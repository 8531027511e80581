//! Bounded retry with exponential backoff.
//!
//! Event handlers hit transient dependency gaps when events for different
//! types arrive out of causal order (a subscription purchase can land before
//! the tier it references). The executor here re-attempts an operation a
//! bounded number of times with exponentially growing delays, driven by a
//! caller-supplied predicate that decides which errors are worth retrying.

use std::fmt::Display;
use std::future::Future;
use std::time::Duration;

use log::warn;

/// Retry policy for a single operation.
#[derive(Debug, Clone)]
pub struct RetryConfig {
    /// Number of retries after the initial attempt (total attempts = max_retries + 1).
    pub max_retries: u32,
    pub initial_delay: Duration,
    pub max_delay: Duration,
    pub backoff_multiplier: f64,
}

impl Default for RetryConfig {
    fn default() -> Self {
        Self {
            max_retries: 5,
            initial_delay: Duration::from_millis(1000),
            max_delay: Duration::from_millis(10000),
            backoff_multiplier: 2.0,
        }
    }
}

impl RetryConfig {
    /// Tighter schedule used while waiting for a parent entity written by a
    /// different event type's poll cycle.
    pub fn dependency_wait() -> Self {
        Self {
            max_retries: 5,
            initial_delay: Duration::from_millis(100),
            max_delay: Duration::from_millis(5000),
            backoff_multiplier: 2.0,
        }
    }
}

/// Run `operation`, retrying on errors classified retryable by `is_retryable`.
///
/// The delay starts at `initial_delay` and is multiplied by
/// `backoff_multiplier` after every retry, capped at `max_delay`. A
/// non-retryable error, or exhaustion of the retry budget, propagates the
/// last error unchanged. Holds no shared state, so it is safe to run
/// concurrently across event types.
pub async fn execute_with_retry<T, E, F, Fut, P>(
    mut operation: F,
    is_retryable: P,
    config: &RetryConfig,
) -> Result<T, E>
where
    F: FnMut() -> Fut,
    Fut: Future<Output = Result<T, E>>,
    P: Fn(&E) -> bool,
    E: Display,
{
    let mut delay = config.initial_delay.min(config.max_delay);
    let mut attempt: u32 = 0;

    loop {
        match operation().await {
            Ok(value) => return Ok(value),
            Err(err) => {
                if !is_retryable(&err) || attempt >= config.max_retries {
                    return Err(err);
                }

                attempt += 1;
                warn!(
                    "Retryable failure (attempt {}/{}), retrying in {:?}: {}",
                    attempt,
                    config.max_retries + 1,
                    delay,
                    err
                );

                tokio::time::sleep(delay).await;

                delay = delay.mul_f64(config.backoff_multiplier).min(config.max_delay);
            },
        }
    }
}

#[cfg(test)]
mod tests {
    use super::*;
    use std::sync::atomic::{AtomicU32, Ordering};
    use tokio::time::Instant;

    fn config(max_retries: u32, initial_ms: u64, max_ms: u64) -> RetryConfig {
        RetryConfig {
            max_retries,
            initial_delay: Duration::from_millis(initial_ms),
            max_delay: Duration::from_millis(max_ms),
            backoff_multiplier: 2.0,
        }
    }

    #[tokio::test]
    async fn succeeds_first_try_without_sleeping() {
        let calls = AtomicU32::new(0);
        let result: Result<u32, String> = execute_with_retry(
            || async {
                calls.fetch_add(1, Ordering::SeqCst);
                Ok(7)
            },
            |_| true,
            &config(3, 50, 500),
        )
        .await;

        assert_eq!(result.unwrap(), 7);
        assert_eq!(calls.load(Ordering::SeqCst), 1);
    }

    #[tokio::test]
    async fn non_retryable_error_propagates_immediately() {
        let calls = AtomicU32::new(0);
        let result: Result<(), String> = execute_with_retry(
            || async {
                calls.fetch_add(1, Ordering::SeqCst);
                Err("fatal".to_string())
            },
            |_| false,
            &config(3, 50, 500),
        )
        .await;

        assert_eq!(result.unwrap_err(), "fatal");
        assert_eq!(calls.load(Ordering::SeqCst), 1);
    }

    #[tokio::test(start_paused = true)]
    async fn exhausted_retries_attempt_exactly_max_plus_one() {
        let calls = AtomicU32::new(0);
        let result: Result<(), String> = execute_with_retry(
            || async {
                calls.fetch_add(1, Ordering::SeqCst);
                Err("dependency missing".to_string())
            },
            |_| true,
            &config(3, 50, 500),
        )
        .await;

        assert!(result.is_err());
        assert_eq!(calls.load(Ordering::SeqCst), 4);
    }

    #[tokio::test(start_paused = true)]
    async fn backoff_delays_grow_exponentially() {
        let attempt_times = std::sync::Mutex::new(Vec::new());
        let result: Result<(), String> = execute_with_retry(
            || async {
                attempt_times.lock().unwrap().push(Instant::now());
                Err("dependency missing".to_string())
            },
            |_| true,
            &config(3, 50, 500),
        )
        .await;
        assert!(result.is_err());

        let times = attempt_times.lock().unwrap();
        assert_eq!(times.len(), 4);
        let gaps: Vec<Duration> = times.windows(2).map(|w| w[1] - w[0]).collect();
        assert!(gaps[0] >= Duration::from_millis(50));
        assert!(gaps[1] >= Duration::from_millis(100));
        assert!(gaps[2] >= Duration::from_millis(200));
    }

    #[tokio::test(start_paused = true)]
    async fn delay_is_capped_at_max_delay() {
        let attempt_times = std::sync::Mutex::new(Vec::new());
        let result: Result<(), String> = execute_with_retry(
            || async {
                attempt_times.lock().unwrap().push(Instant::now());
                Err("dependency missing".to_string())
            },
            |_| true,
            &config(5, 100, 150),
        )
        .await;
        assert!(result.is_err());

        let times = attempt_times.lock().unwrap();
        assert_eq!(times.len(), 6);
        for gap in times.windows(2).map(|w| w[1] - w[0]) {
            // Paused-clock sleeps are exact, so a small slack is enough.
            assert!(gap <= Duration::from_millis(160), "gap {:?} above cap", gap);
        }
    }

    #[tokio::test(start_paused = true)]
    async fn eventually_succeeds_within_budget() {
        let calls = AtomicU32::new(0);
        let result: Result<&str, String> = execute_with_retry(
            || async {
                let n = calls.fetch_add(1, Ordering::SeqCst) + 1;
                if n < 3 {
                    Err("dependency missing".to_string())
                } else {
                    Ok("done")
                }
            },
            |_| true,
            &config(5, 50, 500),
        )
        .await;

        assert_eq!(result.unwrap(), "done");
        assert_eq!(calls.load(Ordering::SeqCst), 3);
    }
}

-- What needs to be done --
Determine how many lines of this listing have the word "different" in them, and reply with that number alone.

-- Solution for this problem --
2